This Germ of Rottedness: Federal Trials in the New Republic, 1789-1807

Publication year2001

36 Creighton L. Rev. 135. THIS GERM OF ROTTEDNESS: FEDERAL TRIALS IN THE NEW REPUBLIC, 1789-1807

Creighton Law Review


Vol. 36


DANIEL D. BLINKA(fn*)


[The right of trial by jury] provides that neither life, liberty nor property, can be taken from the possessor, until twelve of his unexceptionable countrymen and peers of his vicinage, who from that neighbourhood may reasonably be supposed to be acquainted with his character . . . upon a fair trial, and full enquiry, face to face, in open Court, before as many of the people as chuse to attend, shall pass their sentence upon oath against him . . . [Jury verdicts] concern the general welfare; and if it does not, their verdict may form a precedent, that, on a similar trial of their own, may militate against themselves.(fn1)

[T]his germ of rottedness in the institution of juries [must be eliminated] . . . to circumscribe in time the spread of that gangrene, which sooner than many are aware, may reach the vitals of our political existence.(fn2)

I. INTRODUCTION

Trial by jury has been a cherished, almost sacred right of our public culture since the republic's earliest days. Historian Jack Rakove argues that the American Revolution conferred "preeminent importance" on the rights to representation and to trial by jury.(fn3) John Phillip Reid concurs that juries enjoyed a "special American attachment" at the nation's founding.(fn4)

Yet distinguished commentators have bemoaned the nation's founding as a lost opportunity to rethink the role of juries. Akhil Amar proclaims that juries "were at the heart of the Bill of Rights" because they "played a leading role in protecting ordinary individuals against governmental overreaching."(fn5) Nonetheless, Amar chides the founders for missing an opportunity for "rethinking" the role of the jury.(fn6) Amar's criticism implies that the Founding Fathers were strangely obtuse to the jury's democratic potential or at least blinded because the "jury, as a local body, beautifully fit the localism of the Revolution."(fn7)

The historical record reveals, however, that the Revolutionary generation fully grasped the jury's democratic promise yet struggled to reconcile this venerable common-law instrument with the new republic's changed political culture and institutional innovations. The Revolutionary generation embraced juries. Georgia's constitution of 1777 explicitly authorized juries to determine the law as well as the facts of the case.(fn8) More dramatically, early in the Revolution, Virginia enthusiastically experimented with juries in a breath-taking array of settings. Shattering precedent, the Old Dominion's juries sat in eq-uity and admiralty actions, sentenced criminals, and decided the rate of compensation for public officials. Nonetheless, the experiment soon floundered. Administrative problems and confusion over the proper roles of juries soon led to the repeal of many of Virginia's innovations by the mid-1780s.(fn9) In sum, the experiences in Georgia and Virginia provide compelling evidence that juries had been rethought but that doubt, uncertainties, and genuine discomfort about their functioning plagued the new republic. By the late 1790s, Thomas Jefferson despaired that a "germ of rottedness" had infected the institution.(fn10)

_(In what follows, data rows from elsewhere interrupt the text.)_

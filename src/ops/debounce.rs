use std::{
  sync::{
    atomic::{AtomicU64, Ordering},
    Arc,
  },
  time::Duration,
};

use parking_lot::Mutex;

use crate::{
  observable::{Observable, Producer},
  observer::Observer,
  scheduler::Scheduler,
  sink::Sink,
  subscription::{SerialSubscription, Subscription},
};

pub struct DebounceOp<Item, Err> {
  pub(crate) source: Observable<Item, Err>,
  pub(crate) quiet: Duration,
  pub(crate) scheduler: Arc<dyn Scheduler>,
}

impl<Item, Err> Producer for DebounceOp<Item, Err>
where
  Item: Send + 'static,
  Err: Send + 'static,
{
  type Item = Item;
  type Err = Err;

  fn run(&self, sink: Sink<Item, Err>) {
    let timer = SerialSubscription::new();
    sink.add_upstream(Subscription::new(timer.clone()));
    let observer = DebounceObserver {
      sink: sink.clone(),
      quiet: self.quiet,
      scheduler: self.scheduler.clone(),
      pending: Arc::new(Mutex::new(None)),
      generation: Arc::new(AtomicU64::new(0)),
      timer,
    };
    self.source.attach(observer, &sink);
  }
}

struct DebounceObserver<Item, Err> {
  sink: Sink<Item, Err>,
  quiet: Duration,
  scheduler: Arc<dyn Scheduler>,
  pending: Arc<Mutex<Option<Item>>>,
  generation: Arc<AtomicU64>,
  timer: SerialSubscription,
}

impl<Item, Err> Observer<Item, Err> for DebounceObserver<Item, Err>
where
  Item: Send + 'static,
  Err: Send + 'static,
{
  fn next(&mut self, value: Item) {
    // Each value supersedes the pending one and restarts the quiet window.
    let generation = self.generation.fetch_add(1, Ordering::AcqRel) + 1;
    *self.pending.lock() = Some(value);
    let sink = self.sink.clone();
    let pending = self.pending.clone();
    let seen = self.generation.clone();
    let fire = self.scheduler.schedule_after(
      self.quiet,
      Box::new(move || {
        if seen.load(Ordering::Acquire) == generation {
          if let Some(value) = pending.lock().take() {
            sink.next(value);
          }
        }
      }),
    );
    self.timer.set(fire);
  }

  fn error(&mut self, err: Err) {
    self.generation.fetch_add(1, Ordering::AcqRel);
    self.pending.lock().take();
    self.sink.error(err);
  }

  fn complete(&mut self) {
    // Completion flushes a pending value that never got its quiet window.
    self.generation.fetch_add(1, Ordering::AcqRel);
    let held = self.pending.lock().take();
    if let Some(value) = held {
      self.sink.next(value);
    }
    self.sink.complete();
  }

  fn is_closed(&self) -> bool { self.sink.is_disposed() }
}

impl<Item, Err> Observable<Item, Err>
where
  Item: Send + 'static,
  Err: Send + 'static,
{
  /// Emit a value only after `quiet` has elapsed with nothing newer; a
  /// pending value is flushed by completion.
  pub fn debounce(&self, quiet: Duration, scheduler: Arc<dyn Scheduler>) -> Observable<Item, Err> {
    Observable::from_producer(DebounceOp { source: self.clone(), quiet, scheduler })
  }
}
use std::{
  marker::PhantomData,
  sync::{
    atomic::{AtomicUsize, Ordering},
    Arc,
  },
  time::Duration,
};

use crate::{scheduler::Scheduler, sink::Sink};

use super::{Observable, Producer};

/// Emit `0, 1, 2, ...` every `period` on `scheduler`, forever.
///
/// The count restarts at zero for each subscription. Panics if `period` is
/// zero.
pub fn interval<Err>(period: Duration, scheduler: Arc<dyn Scheduler>) -> Observable<usize, Err>
where
  Err: Send + 'static,
{
  assert!(!period.is_zero(), "interval period must be non-zero");
  Observable::from_producer(IntervalProducer { period, scheduler, _hint: PhantomData })
}

struct IntervalProducer<Err> {
  period: Duration,
  scheduler: Arc<dyn Scheduler>,
  _hint: PhantomData<fn() -> Err>,
}

impl<Err> Producer for IntervalProducer<Err>
where
  Err: Send + 'static,
{
  type Item = usize;
  type Err = Err;

  fn run(&self, sink: Sink<usize, Err>) {
    let counter = AtomicUsize::new(0);
    let emitter = sink.clone();
    let ticking = self.scheduler.schedule_periodic(
      self.period,
      Box::new(move || {
        emitter.next(counter.fetch_add(1, Ordering::Relaxed));
      }),
    );
    sink.add_upstream(ticking);
  }
}

#[cfg(test)]
mod test {
  use crate::subscription::SubscriptionLike;
  use std::sync::Mutex;

  use crate::scheduler;

  use super::*;

  #[test]
  fn counts_from_zero_until_unsubscribed() {
    let seen = Arc::new(Mutex::new(Vec::new()));
    let s = seen.clone();
    let sub = interval::<()>(Duration::from_millis(10), scheduler::shared())
      .subscribe(move |n| s.lock().unwrap().push(n));
    std::thread::sleep(Duration::from_millis(100));
    sub.unsubscribe();
    let seen = seen.lock().unwrap().clone();
    assert!(seen.len() >= 3, "expected several ticks, got {seen:?}");
    assert_eq!(seen, (0..seen.len()).collect::<Vec<_>>());
  }
}
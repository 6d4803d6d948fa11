use std::{
  sync::Arc,
  time::{Duration, Instant},
};

use parking_lot::Mutex;

use crate::{
  observable::{Observable, Producer},
  observer::Observer,
  scheduler::Scheduler,
  sink::Sink,
  subscription::{SerialSubscription, Subscription},
};

/// Which value of a throttle window gets emitted.
#[derive(Clone, Copy, Debug, PartialEq, Eq)]
pub enum ThrottleEdge {
  /// The first value opens the window and is emitted immediately; the rest
  /// of the window is dropped.
  Leading,
  /// Values are collected silently and the most recent one is emitted when
  /// the window closes.
  Trailing,
}

pub struct ThrottleTimeOp<Item, Err> {
  pub(crate) source: Observable<Item, Err>,
  pub(crate) window: Duration,
  pub(crate) edge: ThrottleEdge,
  pub(crate) scheduler: Arc<dyn Scheduler>,
}

impl<Item, Err> Producer for ThrottleTimeOp<Item, Err>
where
  Item: Send + 'static,
  Err: Send + 'static,
{
  type Item = Item;
  type Err = Err;

  fn run(&self, sink: Sink<Item, Err>) {
    let timer = SerialSubscription::new();
    sink.add_upstream(Subscription::new(timer.clone()));
    let observer = ThrottleObserver {
      sink: sink.clone(),
      window: self.window,
      edge: self.edge,
      scheduler: self.scheduler.clone(),
      trailing: Arc::new(Mutex::new(None)),
      window_open_until: None,
      timer,
    };
    self.source.attach(observer, &sink);
  }
}

struct ThrottleObserver<Item, Err> {
  sink: Sink<Item, Err>,
  window: Duration,
  edge: ThrottleEdge,
  scheduler: Arc<dyn Scheduler>,
  trailing: Arc<Mutex<Option<Item>>>,
  window_open_until: Option<Instant>,
  timer: SerialSubscription,
}

impl<Item, Err> Observer<Item, Err> for ThrottleObserver<Item, Err>
where
  Item: Send + 'static,
  Err: Send + 'static,
{
  fn next(&mut self, value: Item) {
    let now = Instant::now();
    let in_window = self.window_open_until.is_some_and(|until| now < until);
    match self.edge {
      ThrottleEdge::Leading => {
        if !in_window {
          self.window_open_until = Some(now + self.window);
          self.sink.next(value);
        }
      }
      ThrottleEdge::Trailing => {
        *self.trailing.lock() = Some(value);
        if !in_window {
          self.window_open_until = Some(now + self.window);
          let sink = self.sink.clone();
          let trailing = self.trailing.clone();
          let fire = self.scheduler.schedule_after(
            self.window,
            Box::new(move || {
              if let Some(value) = trailing.lock().take() {
                sink.next(value);
              }
            }),
          );
          self.timer.set(fire);
        }
      }
    }
  }

  fn error(&mut self, err: Err) {
    self.trailing.lock().take();
    self.sink.error(err);
  }

  fn complete(&mut self) {
    // A trailing value whose window has not closed yet is flushed.
    let held = self.trailing.lock().take();
    if let Some(value) = held {
      self.sink.next(value);
    }
    self.sink.complete();
  }

  fn is_closed(&self) -> bool { self.sink.is_disposed() }
}

impl<Item, Err> Observable<Item, Err>
where
  Item: Send + 'static,
  Err: Send + 'static,
{
  /// Rate-limit values to one per `window`, keeping the edge `edge` picks.
  pub fn throttle_time(
    &self, window: Duration, edge: ThrottleEdge, scheduler: Arc<dyn Scheduler>,
  ) -> Observable<Item, Err> {
    Observable::from_producer(ThrottleTimeOp { source: self.clone(), window, edge, scheduler })
  }
}
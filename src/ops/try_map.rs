use crate::{
  observable::{Observable, Producer},
  observer::Observer,
  sink::Sink,
};

pub struct TryMapOp<Item, Err, F> {
  pub(crate) source: Observable<Item, Err>,
  pub(crate) transform: F,
}

impl<Item, Err, Out, F> Producer for TryMapOp<Item, Err, F>
where
  F: Fn(Item) -> Result<Out, Err> + Clone + Send + Sync + 'static,
  Item: Send + 'static,
  Err: Send + 'static,
  Out: Send + 'static,
{
  type Item = Out;
  type Err = Err;

  fn run(&self, sink: Sink<Out, Err>) {
    let observer = TryMapObserver { sink: sink.clone(), transform: self.transform.clone() };
    self.source.attach(observer, &sink);
  }
}

struct TryMapObserver<Out, Err, F> {
  sink: Sink<Out, Err>,
  transform: F,
}

impl<Item, Err, Out, F> Observer<Item, Err> for TryMapObserver<Out, Err, F>
where
  F: Fn(Item) -> Result<Out, Err>,
{
  fn next(&mut self, value: Item) {
    match (self.transform)(value) {
      Ok(out) => self.sink.next(out),
      Err(err) => self.sink.error(err),
    }
  }

  fn error(&mut self, err: Err) { self.sink.error(err) }

  fn complete(&mut self) { self.sink.complete() }

  fn is_closed(&self) -> bool { self.sink.is_disposed() }
}

impl<Item, Err> Observable<Item, Err>
where
  Item: Send + 'static,
  Err: Send + 'static,
{
  /// Like `map`, but a failed transform fails the stream: the `Err` channel
  /// is how user code reports conversion failures, since an emission
  /// callback has nowhere to return an error.
  pub fn try_map<Out, F>(&self, transform: F) -> Observable<Out, Err>
  where
    F: Fn(Item) -> Result<Out, Err> + Clone + Send + Sync + 'static,
    Out: Send + 'static,
  {
    Observable::from_producer(TryMapOp { source: self.clone(), transform })
  }
}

This article examines the jury's standing in the national government between 1776 and the Burr treason trial of 1807. One finds none of the Revolutionary innovations that animated Virginia's experimentation; rather, the record clearly reflects unease, disquiet, and concern over the role of juries. The Articles of Confederation lacked anything resembling a national judiciary because the Continental Congress largely defaulted to state judicial institutions. The Northwest Ordinance of 1787, one of the Confederation's greatest political acts, created a scheme of territorial governance that closely resembled the pre-Revolutionary colonial charters and supported no innovative uses of juries.(fn11) Put bluntly, juries played no special role in national governance between 1776 and 1788. Perspective is, however, essential. Waging war, negotiating a difficult peace, fending off financial calamity, and struggling to keep its thirteen constituent states in some semblance of harmony, the Continental Congress had more to worry about than courts and jury trials.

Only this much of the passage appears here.